As the New Year Approaches, a Doctor Reflects on Body and Soul

Profile

By Cathy Shufro

Published August 29, 2007, issue of August 31, 2007.

As the Days of Awe approach, their themes — introspection, forgiveness and, of course, mortality — have undoubtedly started to swirl in many of our minds. But some of us, according to physician and author Sherwin B. Nuland, may have it a bit easier than others. Nuland says that the obligations of the High Holidays become less taxing as we age because older people tend to value shalom bayit — peace in the home — “in the sense of peace in the greater home.”

“It becomes much easier to repair old grudges,” Nuland said, in an interview with the Forward at his home in Hamden, a suburb of New Haven, Conn. “We realize that these grudges are really not of much consequence.” As we increasingly recognize that our lives are finite, he said, we feel motivated to achieve the ideal of reconciliation with others.

The features of this stage of life are of particular interest these days to Nuland, who recently published his tenth book, “The Art of Aging: A Doctor’s Prescription for Well-Being.” The book is a departure for the 76-year-old former surgeon, who also wrote the 1994 National Book Award-winning “How We Die,” which detailed the physiological processes that lead to death. Now, in a book more philosophical than medical, Nuland provides advice on “achieving a kind of harmony with the real circumstances of our lives.”

Some of Nuland’s latest thinking was influenced by another writing project, a biography of Moses Maimonides he wrote for the Nextbook/Schocken Jewish Encounters series. Nuland recognized that the teachings of the medieval physician-rabbi have affected how Jews view the body, even today. Maimonides helped disseminate religious and cultural traditions that place responsibility for health in the individual’s hands.

“The Jewish philosophy has always been that determinations about health and about longevity are not made in some celestial manner — that they are related to nature, to how a person has cared for his or her body during life,” Nuland said. “Christians were more likely to believe that disease occurred because of divine will,” perhaps in retribution for sinful living. “So their primary approach would be toward prayer. Whereas the Jewish approach would be toward activity and innovation” — trying any treatment that might work.

For their inclination to choose care over prayer, Jewish physicians owe a debt to the ancient Greeks. This Greek naturalism was adopted by Maimonides in the 12th century. While the Christians of Maimonides’s time valued the body primarily as a “container of the soul,” the Jews saw a sound body as the foundation for Jewish life; only in good health can one fully attend to God’s commandments. As the Psalms assert, “The dead cannot praise God” (Psalms 115:17).

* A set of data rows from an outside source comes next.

//! Output formatting for events and status lines.
//!
//! Events go to stdout in the format selected by `--output`; connection
//! status goes to stderr so it never mixes with piped event data.

use std::io::{self, IsTerminal, Write};

use chrono::{Local, SecondsFormat};
use owo_colors::OwoColorize;
use scanlink_core::ChannelEvent;

use crate::cli::{ColorMode, OutputFormat};
use crate::error::CliError;

// ── Color helpers ────────────────────────────────────────────────────

/// Determine whether color output should be enabled.
pub fn should_color(mode: ColorMode) -> bool {
    match mode {
        ColorMode::Always => true,
        ColorMode::Never => false,
        ColorMode::Auto => io::stdout().is_terminal() && std::env::var("NO_COLOR").is_err(),
    }
}

// ── Renderers ────────────────────────────────────────────────────────

/// Render one event in the chosen format.
///
/// - `plain`: `<local time> <type> <payload as compact JSON>`
/// - `json` / `json-compact`: the event object exactly as received
pub fn render_event(
    format: OutputFormat,
    event: &ChannelEvent,
    color: bool,
) -> Result<String, CliError> {
    match format {
        OutputFormat::Json => render_json(event, false),
        OutputFormat::JsonCompact => render_json(event, true),
        OutputFormat::Plain => {
            let time = Local::now().to_rfc3339_opts(SecondsFormat::Millis, false);
            let payload = render_json(&event.payload, true)?;
            Ok(if color {
                format!("{} {} {payload}", time.dimmed(), event.kind.cyan().bold())
            } else {
                format!("{time} {} {payload}", event.kind)
            })
        }
    }
}

pub fn render_json<T: serde::Serialize + ?Sized>(
    data: &T,
    compact: bool,
) -> Result<String, CliError> {
    let text = if compact {
        serde_json::to_string(data)?
    } else {
        serde_json::to_string_pretty(data)?
    };
    Ok(text)
}

/// Print the rendered output to stdout.
pub fn print_output(output: &str) {
    if output.is_empty() {
        return;
    }
    let mut stdout = io::stdout().lock();
    let _ = writeln!(stdout, "{output}");
    let _ = stdout.flush();
}

// ── Status lines (stderr) ────────────────────────────────────────────

/// Severity of a connection status line.
#[derive(Debug, Clone, Copy, PartialEq, Eq)]
pub enum Tone {
    Good,
    Info,
    Warn,
}

/// Reports connection lifecycle on stderr unless `--quiet`.
#[derive(Debug, Clone, Copy)]
pub struct StatusLine {
    pub quiet: bool,
    pub color: bool,
}

impl StatusLine {
    pub fn emit(self, tone: Tone, message: &str) {
        if self.quiet {
            return;
        }
        let marker = match tone {
            Tone::Good => "●",
            Tone::Info => "○",
            Tone::Warn => "!",
        };
        if self.color {
            match tone {
                Tone::Good => eprintln!("{} {message}", marker.green()),
                Tone::Info => eprintln!("{} {}", marker.blue(), message.dimmed()),
                Tone::Warn => eprintln!("{} {message}", marker.yellow().bold()),
            }
        } else {
            eprintln!("{marker} {message}");
        }
    }
}

#[cfg(test)]
mod tests {
    use super::*;

    fn event() -> ChannelEvent {
        ChannelEvent::new("scan_progress")
            .with("scan_id", "scan-42")
            .with("progress", 40)
    }

    #[test]
    fn compact_json_keeps_type_and_payload() {
        let text = render_event(OutputFormat::JsonCompact, &event(), false).unwrap();
        let value: serde_json::Value = serde_json::from_str(&text).unwrap();
        assert_eq!(value["type"], "scan_progress");
        assert_eq!(value["progress"], 40);
        assert!(!text.contains('\n'));
    }

    #[test]
    fn plain_line_has_type_then_payload() {
        let text = render_event(OutputFormat::Plain, &event(), false).unwrap();
        let mut parts = text.splitn(3, ' ');
        let _time = parts.next().unwrap();
        assert_eq!(parts.next(), Some("scan_progress"));
        assert_eq!(
            parts.next(),
            Some(r#"{"progress":40,"scan_id":"scan-42"}"#)
        );
    }
}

A healthy body also comes in handy when one must flee antisemites. “I don’t think there’s anything more conducive to the search for good health than this basic insecurity,” Nuland said. “This feeling, though minimized in modern-day America and Western Europe, remains an underlying, almost unconscious sense.”

A related virtue of medicine was that it was a portable profession, and a social equalizer. The peregrinations of the Jews allowed the physicians among them to glean medical wisdom from all the cultures they touched, learning of an herb here, a therapy there.

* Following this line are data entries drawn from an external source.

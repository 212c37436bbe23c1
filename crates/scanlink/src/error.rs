//! CLI error types with miette diagnostics.
//!
//! Maps channel and config failures into user-facing errors with
//! actionable help text and a stable exit code.

use miette::Diagnostic;
use thiserror::Error;

use scanlink_config::ConfigError;
use scanlink_core::ChannelError;

/// Process exit codes.
pub mod exit_code {
    pub const GENERAL: i32 = 1;
    pub const USAGE: i32 = 2;
    pub const NOT_FOUND: i32 = 4;
    pub const CONFLICT: i32 = 6;
    pub const CONNECTION: i32 = 7;
    pub const TIMEOUT: i32 = 8;
}

#[derive(Debug, Error, Diagnostic)]
pub enum CliError {
    // ── Channel ──────────────────────────────────────────────────────

    #[error("Event channel at {url} failed")]
    #[diagnostic(
        code(scanlink::channel_failed),
        help(
            "Check that the dashboard is running and reachable.\n\
             Try: scanlink watch --origin http://localhost:8000 -vv"
        )
    )]
    ChannelFailed {
        url: String,
        #[source]
        source: ChannelError,
    },

    #[error("Channel did not open within {seconds}s")]
    #[diagnostic(
        code(scanlink::timeout),
        help("Increase the wait with --timeout or check the dashboard's responsiveness.")
    )]
    Timeout { seconds: u64 },

    #[error("Message was not delivered: {source}")]
    #[diagnostic(code(scanlink::send_failed))]
    SendFailed {
        #[source]
        source: ChannelError,
    },

    // ── Validation ───────────────────────────────────────────────────

    #[error("Invalid value for {field}: {reason}")]
    #[diagnostic(code(scanlink::validation))]
    Validation { field: String, reason: String },

    // ── Configuration ────────────────────────────────────────────────

    #[error("Profile '{name}' not found in configuration")]
    #[diagnostic(
        code(scanlink::profile_not_found),
        help(
            "Available profiles: {available}\n\
             Create one with: scanlink config init --name {name}"
        )
    )]
    ProfileNotFound { name: String, available: String },

    #[error("Configuration file already exists at {path}")]
    #[diagnostic(
        code(scanlink::config_exists),
        help("Pass --force to overwrite it.")
    )]
    ConfigExists { path: String },

    #[error(transparent)]
    #[diagnostic(code(scanlink::config))]
    Config(ConfigError),

    // ── IO / Serialization ───────────────────────────────────────────

    #[error(transparent)]
    Io(#[from] std::io::Error),

    #[error("Invalid JSON payload: {0}")]
    #[diagnostic(
        code(scanlink::json),
        help("Pass a JSON object with a string \"type\" field, e.g. '{{\"type\":\"note\"}}'.")
    )]
    Json(#[from] serde_json::Error),
}

impl CliError {
    /// Map this error to an exit code for process termination.
    pub fn exit_code(&self) -> i32 {
        match self {
            Self::ChannelFailed { .. } | Self::SendFailed { .. } => exit_code::CONNECTION,
            Self::Timeout { .. } => exit_code::TIMEOUT,
            Self::ProfileNotFound { .. } => exit_code::NOT_FOUND,
            Self::ConfigExists { .. } => exit_code::CONFLICT,
            Self::Validation { .. } | Self::Json(_) => exit_code::USAGE,
            Self::Config(_) | Self::Io(_) => exit_code::GENERAL,
        }
    }
}

// ── ConfigError → CliError mapping ───────────────────────────────────

impl From<ConfigError> for CliError {
    fn from(err: ConfigError) -> Self {
        match err {
            ConfigError::Validation { field, reason } => Self::Validation { field, reason },
            ConfigError::UnknownProfile { name } => Self::ProfileNotFound {
                name,
                available: "(none)".into(),
            },
            ConfigError::Io(e) => Self::Io(e),
            other => Self::Config(other),
        }
    }
}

The cosmopolitan knowledge of well-traveled Jews lent a mystique to Jewish doctors that survives even to this day. Nuland says people may also still have an outmoded (and unconscious) belief that Jews are the least likely doctors to call it quits. “There is still some vague traditional sense that Jews are less willing than other doctors to give up on medical means by turning to prayer early in the course of treatment,” he said.

Nuland believes that the narrowing of our horizons can teach us to focus on the richness of what is still possible, “achieving a kind of harmony with the real circumstances of our lives.” Thus, members of the oldest generation often feel moved to model good behavior for their children and grandchildren. “They feel they should become leaders,” he said, and taking part in organized religion can help them to achieve this. “Many people, including agnostics and atheists of my acquaintance, believe in the power of religion to motivate people for good.”

Preserving health becomes a social responsibility, because “we don’t live for ourselves. We live for others. We are the stars that other people steer by.” Still, even the most religious adherent to dictums for staying healthy can be struck down by a cancer that suddenly proliferates or a heart attack written in the genes. Our control is limited.

Given that we all must die, Nuland says that appreciating what Jews have given to the world can provide some solace. Knowing that history, he said, “helps us feel better about the continuity of the lives we have represented.” We can say to ourselves that, just as our grandparents, parents and teachers passed on this culture to us, “I, too, kept this culture alive.”

Cathy Shufro teaches writing at Yale University.